Mandarin for all pupils, says UK Schools Secretary

Ed Balls, the Schools Secretary in the UK, has said that every secondary school student should have the opportunity to learn Mandarin, and other ‘up and coming’ languages.

With mandatory language study for seven-to-11-year-olds coming into effect next year, this recommendation will no doubt spread to primary schools.

Even though students will by no means be forced to study Chinese (any language will do), there have been a lot of arguments against attempting to make the language accessible to every student.  For a start, where will these teachers come from?  There are very few students studying Mandarin at present, and most teachers would come from that demographic.  It has been suggested that there would be specialist language centres that students would go to in order to study, but is this a practical solution?  Another major argument is that Chinese is only the predicted most-useful foreign language for kids of this generation (although other recommendations are Russian, Polish, and even Indonesian).  When I was growing up, Japanese was the next big thing, and it wasn’t so long ago that people thought everyone would need to speak Russian. Will Chinese ever be useful to the everyman in the UK?

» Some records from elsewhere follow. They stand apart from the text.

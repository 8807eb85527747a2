//! Text normalization for corpus building and title matching

use rust_stemmers::{Algorithm, Stemmer};
use std::collections::HashSet;
use std::sync::OnceLock;

/// English stop words filtered out before vectorization
static STOP_WORDS: OnceLock<HashSet<&'static str>> = OnceLock::new();

/// Porter stemmer for English text
static STEMMER: OnceLock<Stemmer> = OnceLock::new();

fn get_stop_words() -> &'static HashSet<&'static str> {
    STOP_WORDS.get_or_init(|| {
        [
            "i", "me", "my", "myself", "we", "our", "ours", "ourselves", "you", "you're",
            "you've", "you'll", "you'd", "your", "yours", "yourself", "yourselves", "he", "him",
            "his", "himself", "she", "she's", "her", "hers", "herself", "it", "it's", "its",
            "itself", "they", "them", "their", "theirs", "themselves", "what", "which", "who",
            "whom", "this", "that", "that'll", "these", "those", "am", "is", "are", "was",
            "were", "be", "been", "being", "have", "has", "had", "having", "do", "does", "did",
            "doing", "a", "an", "the", "and", "but", "if", "or", "because", "as", "until",
            "while", "of", "at", "by", "for", "with", "about", "against", "between", "into",
            "through", "during", "before", "after", "above", "below", "to", "from", "up",
            "down", "in", "out", "on", "off", "over", "under", "again", "further", "then",
            "once",
        ]
        .iter()
        .copied()
        .collect()
    })
}

fn get_stemmer() -> &'static Stemmer {
    STEMMER.get_or_init(|| Stemmer::create(Algorithm::English))
}

/// Whether a (lowercased) word is an English stop word
pub fn is_stop_word(word: &str) -> bool {
    get_stop_words().contains(word)
}

/// Reduce a word to its Porter stem. The stemmer expects lowercase input,
/// so the word is lowercased first.
pub fn stem(word: &str) -> String {
    get_stemmer().stem(&word.to_lowercase()).to_string()
}

/// Lowercase a multi-word entity name and remove internal whitespace so it
/// vectorizes as a single token ("Science Fiction" -> "sciencefiction")
pub fn squash(name: &str) -> String {
    name.chars()
        .filter(|c| !c.is_whitespace())
        .flat_map(|c| c.to_lowercase())
        .collect()
}

/// Title comparison form: alphanumerics only, lowercased
pub fn normalize_title(title: &str) -> String {
    title
        .chars()
        .filter(|c| c.is_alphanumeric())
        .flat_map(|c| c.to_lowercase())
        .collect()
}

/// Remove ASCII punctuation characters from a token
pub fn strip_punctuation(token: &str) -> String {
    token.chars().filter(|c| !c.is_ascii_punctuation()).collect()
}
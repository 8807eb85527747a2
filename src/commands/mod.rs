//! Command implementations for cinerec

pub mod build;
pub mod dispatch;
pub mod filmography;
pub mod ingest;
pub mod recommend;
pub mod resolve;
pub mod show;

use cinerec_core::provider::{MetadataProvider, PlaceholderProvider, TmdbProvider};

/// Select the metadata provider: TMDB when an API key is configured,
/// offline placeholders otherwise
pub(crate) fn provider() -> Box<dyn MetadataProvider> {
    match TmdbProvider::from_env() {
        Some(tmdb) => Box::new(tmdb),
        None => {
            tracing::debug!("TMDB_API_KEY not set, using placeholder provider");
            Box::new(PlaceholderProvider)
        }
    }
}
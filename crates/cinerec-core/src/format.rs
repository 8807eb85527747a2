//! Output format handling for cinerec
//!
//! - human: Readable, concise output for terminal use
//! - json: Stable, machine-readable JSON

use std::fmt;
use std::str::FromStr;

use serde::{Deserialize, Serialize};

use crate::error::CinerecError;

/// Output format for cinerec commands
#[derive(Debug, Clone, Copy, PartialEq, Eq, Default, Serialize, Deserialize)]
#[serde(rename_all = "lowercase")]
pub enum OutputFormat {
    /// Human-readable output (default)
    #[default]
    Human,
    /// JSON output for machine consumption
    Json,
}

impl FromStr for OutputFormat {
    type Err = CinerecError;

    fn from_str(s: &str) -> Result<Self, Self::Err> {
        match s.to_lowercase().as_str() {
            "human" => Ok(OutputFormat::Human),
            "json" => Ok(OutputFormat::Json),
            other => Err(CinerecError::UnknownFormat(other.to_string())),
        }
    }
}

impl fmt::Display for OutputFormat {
    fn fmt(&self, f: &mut fmt::Formatter<'_>) -> fmt::Result {
        match self {
            OutputFormat::Human => write!(f, "human"),
            OutputFormat::Json => write!(f, "json"),
        }
    }
}

#[cfg(test)]
mod tests {
    use super::*;

    #[test]
    fn test_parse_formats() {
        assert_eq!("human".parse::<OutputFormat>().unwrap(), OutputFormat::Human);
        assert_eq!("JSON".parse::<OutputFormat>().unwrap(), OutputFormat::Json);
        assert!("records".parse::<OutputFormat>().is_err());
    }
}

I think that the focus should be taken of the specific languages being recommended, and put on the fact that kids will need to do second language study.  Although I was quick to drop languages when I was younger, I did enjoy them, and wish I had continued for longer.  If we can instil a love for language learning in the next generations, regardless of the language they choose, it will never be a bad thing.

Which language do you think will be essential in the next 10 or 15 years?